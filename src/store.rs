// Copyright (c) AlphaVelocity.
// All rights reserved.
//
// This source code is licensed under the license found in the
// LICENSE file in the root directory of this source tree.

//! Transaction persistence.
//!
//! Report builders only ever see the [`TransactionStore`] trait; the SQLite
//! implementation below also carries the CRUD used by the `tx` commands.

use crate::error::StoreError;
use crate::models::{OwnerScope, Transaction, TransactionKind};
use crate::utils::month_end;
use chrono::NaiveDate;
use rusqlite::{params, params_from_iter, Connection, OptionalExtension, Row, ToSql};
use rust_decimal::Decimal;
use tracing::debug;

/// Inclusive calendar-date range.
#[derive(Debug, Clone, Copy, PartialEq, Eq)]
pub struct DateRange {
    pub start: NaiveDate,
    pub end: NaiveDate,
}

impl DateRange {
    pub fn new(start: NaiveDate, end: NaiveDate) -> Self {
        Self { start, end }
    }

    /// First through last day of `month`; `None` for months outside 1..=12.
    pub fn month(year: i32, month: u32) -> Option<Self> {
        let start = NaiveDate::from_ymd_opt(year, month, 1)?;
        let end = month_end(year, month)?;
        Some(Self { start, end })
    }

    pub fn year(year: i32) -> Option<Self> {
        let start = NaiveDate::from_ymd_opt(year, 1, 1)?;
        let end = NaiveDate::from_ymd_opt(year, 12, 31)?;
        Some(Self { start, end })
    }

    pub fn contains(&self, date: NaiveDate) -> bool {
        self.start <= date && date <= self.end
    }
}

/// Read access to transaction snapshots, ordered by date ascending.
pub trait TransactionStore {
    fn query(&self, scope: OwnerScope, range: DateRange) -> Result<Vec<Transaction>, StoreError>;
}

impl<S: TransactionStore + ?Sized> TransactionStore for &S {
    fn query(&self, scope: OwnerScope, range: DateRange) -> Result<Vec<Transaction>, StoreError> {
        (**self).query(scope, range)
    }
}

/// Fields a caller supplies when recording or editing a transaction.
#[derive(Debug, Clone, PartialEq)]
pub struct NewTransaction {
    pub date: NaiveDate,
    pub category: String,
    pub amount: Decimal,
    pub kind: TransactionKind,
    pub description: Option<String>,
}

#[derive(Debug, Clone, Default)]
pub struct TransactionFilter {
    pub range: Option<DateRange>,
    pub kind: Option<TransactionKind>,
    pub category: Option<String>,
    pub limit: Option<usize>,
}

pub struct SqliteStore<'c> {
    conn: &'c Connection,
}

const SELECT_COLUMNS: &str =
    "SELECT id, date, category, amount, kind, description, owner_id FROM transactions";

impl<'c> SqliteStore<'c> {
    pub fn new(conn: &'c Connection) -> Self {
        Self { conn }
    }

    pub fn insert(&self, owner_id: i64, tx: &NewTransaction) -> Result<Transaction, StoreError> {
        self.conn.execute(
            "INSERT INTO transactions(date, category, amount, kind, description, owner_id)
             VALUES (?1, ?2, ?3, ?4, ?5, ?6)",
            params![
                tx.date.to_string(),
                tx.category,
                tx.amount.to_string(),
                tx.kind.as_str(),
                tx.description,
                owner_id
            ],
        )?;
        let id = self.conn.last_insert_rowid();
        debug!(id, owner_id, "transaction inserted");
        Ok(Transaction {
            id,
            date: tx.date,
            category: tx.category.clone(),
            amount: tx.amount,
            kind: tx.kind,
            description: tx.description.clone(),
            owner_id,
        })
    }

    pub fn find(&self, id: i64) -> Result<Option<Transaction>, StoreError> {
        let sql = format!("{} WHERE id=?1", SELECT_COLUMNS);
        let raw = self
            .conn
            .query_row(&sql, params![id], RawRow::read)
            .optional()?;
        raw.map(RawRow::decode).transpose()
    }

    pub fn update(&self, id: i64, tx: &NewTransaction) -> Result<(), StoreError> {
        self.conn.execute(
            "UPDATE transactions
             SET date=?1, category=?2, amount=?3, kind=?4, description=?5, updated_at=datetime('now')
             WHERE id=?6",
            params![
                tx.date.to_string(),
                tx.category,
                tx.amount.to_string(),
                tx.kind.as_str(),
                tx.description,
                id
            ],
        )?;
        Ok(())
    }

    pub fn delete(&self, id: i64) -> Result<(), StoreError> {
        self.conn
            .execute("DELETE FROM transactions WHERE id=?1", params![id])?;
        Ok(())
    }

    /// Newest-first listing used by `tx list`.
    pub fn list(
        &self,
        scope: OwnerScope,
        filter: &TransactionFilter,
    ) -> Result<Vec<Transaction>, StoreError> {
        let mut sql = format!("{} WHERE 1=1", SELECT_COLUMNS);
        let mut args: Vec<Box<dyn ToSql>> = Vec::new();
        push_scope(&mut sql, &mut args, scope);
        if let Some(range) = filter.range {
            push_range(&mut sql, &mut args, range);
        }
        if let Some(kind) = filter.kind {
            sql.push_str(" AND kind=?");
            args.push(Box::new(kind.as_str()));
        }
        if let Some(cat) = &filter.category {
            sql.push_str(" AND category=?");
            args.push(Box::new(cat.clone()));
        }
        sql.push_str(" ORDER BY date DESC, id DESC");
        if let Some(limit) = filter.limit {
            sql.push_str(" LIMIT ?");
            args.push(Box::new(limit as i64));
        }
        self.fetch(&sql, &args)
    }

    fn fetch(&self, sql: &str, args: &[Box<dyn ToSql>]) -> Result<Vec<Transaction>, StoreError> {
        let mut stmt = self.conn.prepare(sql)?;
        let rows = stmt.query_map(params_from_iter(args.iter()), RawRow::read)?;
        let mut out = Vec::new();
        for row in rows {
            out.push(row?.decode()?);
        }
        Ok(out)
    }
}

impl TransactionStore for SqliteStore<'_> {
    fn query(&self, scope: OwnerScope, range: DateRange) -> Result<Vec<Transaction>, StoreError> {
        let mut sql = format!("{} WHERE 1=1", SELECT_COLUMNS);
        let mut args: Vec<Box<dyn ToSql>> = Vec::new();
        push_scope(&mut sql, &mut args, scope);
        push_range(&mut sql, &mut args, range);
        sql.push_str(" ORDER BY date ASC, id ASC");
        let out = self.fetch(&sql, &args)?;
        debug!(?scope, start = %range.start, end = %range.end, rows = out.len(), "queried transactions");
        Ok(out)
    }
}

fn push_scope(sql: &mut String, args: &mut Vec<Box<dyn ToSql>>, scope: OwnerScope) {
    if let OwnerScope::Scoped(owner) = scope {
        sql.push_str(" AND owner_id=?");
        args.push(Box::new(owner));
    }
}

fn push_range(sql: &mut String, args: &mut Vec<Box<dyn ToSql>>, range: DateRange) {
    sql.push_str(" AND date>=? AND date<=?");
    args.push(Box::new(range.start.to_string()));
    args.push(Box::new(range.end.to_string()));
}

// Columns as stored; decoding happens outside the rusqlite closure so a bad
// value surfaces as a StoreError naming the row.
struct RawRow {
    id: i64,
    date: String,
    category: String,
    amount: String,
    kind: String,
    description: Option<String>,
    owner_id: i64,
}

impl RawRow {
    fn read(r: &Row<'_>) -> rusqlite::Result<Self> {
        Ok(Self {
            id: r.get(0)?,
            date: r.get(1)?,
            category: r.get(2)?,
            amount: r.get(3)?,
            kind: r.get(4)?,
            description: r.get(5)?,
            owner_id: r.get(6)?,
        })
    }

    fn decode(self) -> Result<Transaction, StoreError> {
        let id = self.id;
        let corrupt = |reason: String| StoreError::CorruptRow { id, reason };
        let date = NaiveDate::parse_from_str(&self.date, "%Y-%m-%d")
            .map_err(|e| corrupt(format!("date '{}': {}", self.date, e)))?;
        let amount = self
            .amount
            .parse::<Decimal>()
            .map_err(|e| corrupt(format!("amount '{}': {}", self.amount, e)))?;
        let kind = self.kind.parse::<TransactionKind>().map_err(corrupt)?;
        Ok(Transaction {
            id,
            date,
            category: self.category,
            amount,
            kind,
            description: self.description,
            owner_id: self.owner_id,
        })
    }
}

● Task brief:
Each line from the one with "fn push_range(sql: &mut" through the end of the records above should be written out exactly. No other line should appear.

● Task output:
fn push_range(sql: &mut String, args: &mut Vec<Box<dyn ToSql>>, range: DateRange) {
    sql.push_str(" AND date>=? AND date<=?");
    args.push(Box::new(range.start.to_string()));
    args.push(Box::new(range.end.to_string()));
}

// Columns as stored; decoding happens outside the rusqlite closure so a bad
// value surfaces as a StoreError naming the row.
struct RawRow {
    id: i64,
    date: String,
    category: String,
    amount: String,
    kind: String,
    description: Option<String>,
    owner_id: i64,
}

impl RawRow {
    fn read(r: &Row<'_>) -> rusqlite::Result<Self> {
        Ok(Self {
            id: r.get(0)?,
            date: r.get(1)?,
            category: r.get(2)?,
            amount: r.get(3)?,
            kind: r.get(4)?,
            description: r.get(5)?,
            owner_id: r.get(6)?,
        })
    }

    fn decode(self) -> Result<Transaction, StoreError> {
        let id = self.id;
        let corrupt = |reason: String| StoreError::CorruptRow { id, reason };
        let date = NaiveDate::parse_from_str(&self.date, "%Y-%m-%d")
            .map_err(|e| corrupt(format!("date '{}': {}", self.date, e)))?;
        let amount = self
            .amount
            .parse::<Decimal>()
            .map_err(|e| corrupt(format!("amount '{}': {}", self.amount, e)))?;
        let kind = self.kind.parse::<TransactionKind>().map_err(corrupt)?;
        Ok(Transaction {
            id,
            date,
            category: self.category,
            amount,
            kind,
            description: self.description,
            owner_id: self.owner_id,
        })
    }
}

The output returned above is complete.